Dass die Kontrollen zurückgefahren sind, sieht man im Sport deshalb kritisch. „Bei den Kontrollen der Welt-Anti-Doping-Agentur (Wada) und der Nada sind mir ja die Hände gebunden. Aber bei der CADF, die ebenfalls Kontrollen im Radsport vornimmt und die direkt von den Fahrern und den Rennställen finanziert wird, erwarte ich mir schon, dass sie sich Gedanken darüber macht, die Fairness im Sport aufrechtzuerhalten“, sagt Ralph Denk, Chef des deutschen Radsportrennstalls Bora hansgrohe, der taz. Wer etwas finanziert, wie in diesem Falle die Radrennställe die Dopingtests, will also auch Leistungen fürs Geld. Von der CADF war allerdings nicht zu erfahren, wie sie in Covid-19-Zeiten dieser Forderung nachkommen will.
Wichtig: soziale Distanz
In den USA ist man da erfindungsreicher. „Wir testen, jedenfalls in den Regionen, in denen das aufgrund der allgemeinen Lage möglich ist“, erzählt Travis Tygart, Chef der nationalen Anti-Doping-Agentur der USA, Usada. Die Kontrolleure seien dafür mit Gesichtsmasken aus dem OP-Betrieb sowie Handschuhen ausgestattet. „Kontrolleure und Sportler desinfizieren sich und halten auch die Abstände ein“, beschreibt Tygart das Prozedere. „Wir haben vorab mit den Sportlern gesprochen. Die einhellige Meinung unter ihnen war, dass weiter getestet werden soll. Und sie kooperieren auch bei den Kontrollen, indem sie selbst auf die soziale Distanz und das Einhalten der behördlichen Bestimmungen achten“, sagt Tygart.

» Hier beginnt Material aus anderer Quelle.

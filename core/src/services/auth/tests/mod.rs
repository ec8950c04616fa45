//! Tests for the authentication service

mod mocks;
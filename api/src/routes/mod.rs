//! Route handlers and registration

pub mod auth;
pub mod health;
pub mod users;

use actix_web::web;

use ottb_core::repositories::UserRepository;
use ottb_core::services::mailer::Mailer;

pub use auth::AppState;

use crate::middleware::JwtAuth;

/// Registers every route under `/api`
pub fn configure<U, M>(cfg: &mut web::ServiceConfig, jwt: JwtAuth)
where
    U: UserRepository + 'static,
    M: Mailer + 'static,
{
    cfg.service(
        web::scope("/api")
            .route("/healthchecker", web::get().to(health::health_checker))
            .service(
                web::scope("/auth")
                    .route("/signup", web::post().to(auth::signup::sign_up::<U, M>))
                    .route(
                        "/verifyemail/{user_id}",
                        web::get().to(auth::verify_email::verify_email::<U, M>),
                    )
                    .route("/signin", web::post().to(auth::signin::sign_in::<U, M>))
                    .route("/refresh", web::get().to(auth::refresh::refresh::<U, M>))
                    .route("/logout", web::post().to(auth::logout::logout::<U, M>)),
            )
            .service(
                web::scope("/users")
                    .wrap(jwt)
                    .route("/me", web::get().to(users::get_me::<U, M>)),
            ),
    );
}
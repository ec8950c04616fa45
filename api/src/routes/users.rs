//! User route handlers

use actix_web::{web, HttpResponse};

use crate::dto::auth_dto::user_envelope;
use crate::handlers::error_handler::handle_domain_error;
use crate::middleware::AuthContext;

use ottb_core::repositories::UserRepository;
use ottb_core::services::mailer::Mailer;

use super::AppState;

/// Handler for GET /api/users/me
///
/// Returns the authenticated account. The JWT middleware has already
/// verified the token and injected the caller's identity.
pub async fn get_me<U, M>(auth: AuthContext, state: web::Data<AppState<U, M>>) -> HttpResponse
where
    U: UserRepository + 'static,
    M: Mailer + 'static,
{
    match state.auth_service.current_user(auth.user_id).await {
        Ok(user) => HttpResponse::Ok().json(user_envelope(user)),
        Err(error) => handle_domain_error(error),
    }
}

Warum Antidopingagenturen anderer Länder nicht ähnliche Verfahrensweisen erproben, wollte er nicht kommentieren. Er zeigte sich auch zuversichtlich, dass über die individuellen Athletenpässe Betrügereien aufgedeckt werden können. „Man kann im Athletenpass einen Zeitraum vor Covid-19 nehmen und ihn mit einem Zeitraum nach Covid-19 vergleichen. Variationen dabei könnten auf Manipulationen hindeuten.“ Die Usada arbeite zudem an der Entwicklung neuer Entnahmeverfahren für Blut und Urin, Tests, die auch bei einem längeren Lockdown eingesetzt werden könnten.

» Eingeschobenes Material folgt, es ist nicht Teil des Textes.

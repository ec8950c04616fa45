pub mod r#trait {
    pub use super::trait_::*;
}
#[path = "trait.rs"]
mod trait_;
pub mod mock;

pub use mock::MockUserRepository;
pub use r#trait::UserRepository;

Auch die deutsche Nada zeigt sich innovativ. Sie experimentiert derzeit mit dem Dried-Blood-Spot-Verfahren. „Dabei bringen Sportlerinnen und Sportler unter Videoaufsicht einen kleinen Tropfen Blut auf Millimeterpapier und lassen ihn der Nada zukommen. Hier gibt es ganz enorme Analysemöglichkeiten für die Labore. Damit können wir das Gap schließen helfen und geben auch sauberen Sportlerinnen und Sportlern die Möglichkeit, sich vor unberechtigten Dopingvorwürfen zu schützen“, sagte Gotzmann der taz. Das Verfahren war ursprünglich zur Detektion von Stoffwechselerkrankungen bei Neugeborenen gedacht.
Während beim Dried-Blood Spot-Verfahren die Antidopinganalytik von der allgemeinen Medizin profitiert, geht es in den USA gegenwärtig auch andersherum. Dopinglabore stellen Kapazitäten zur Covid-19-Forschung zur Verfügung. Das Labor in Salt Lake City ist an einem Großversuch beteiligt, Covid-19-Tests bei bis zu 15.000 Personen aus dem Umfeld des Sports vorzunehmen. „Dabei erhoffen wir uns vor allem Erkenntnisse über die Verbreitung von Covid-19 bei Personen, die keine oder nur geringe Symptome aufgewiesen haben“, erklärt US-Dopinganalytiker Travis Tygart.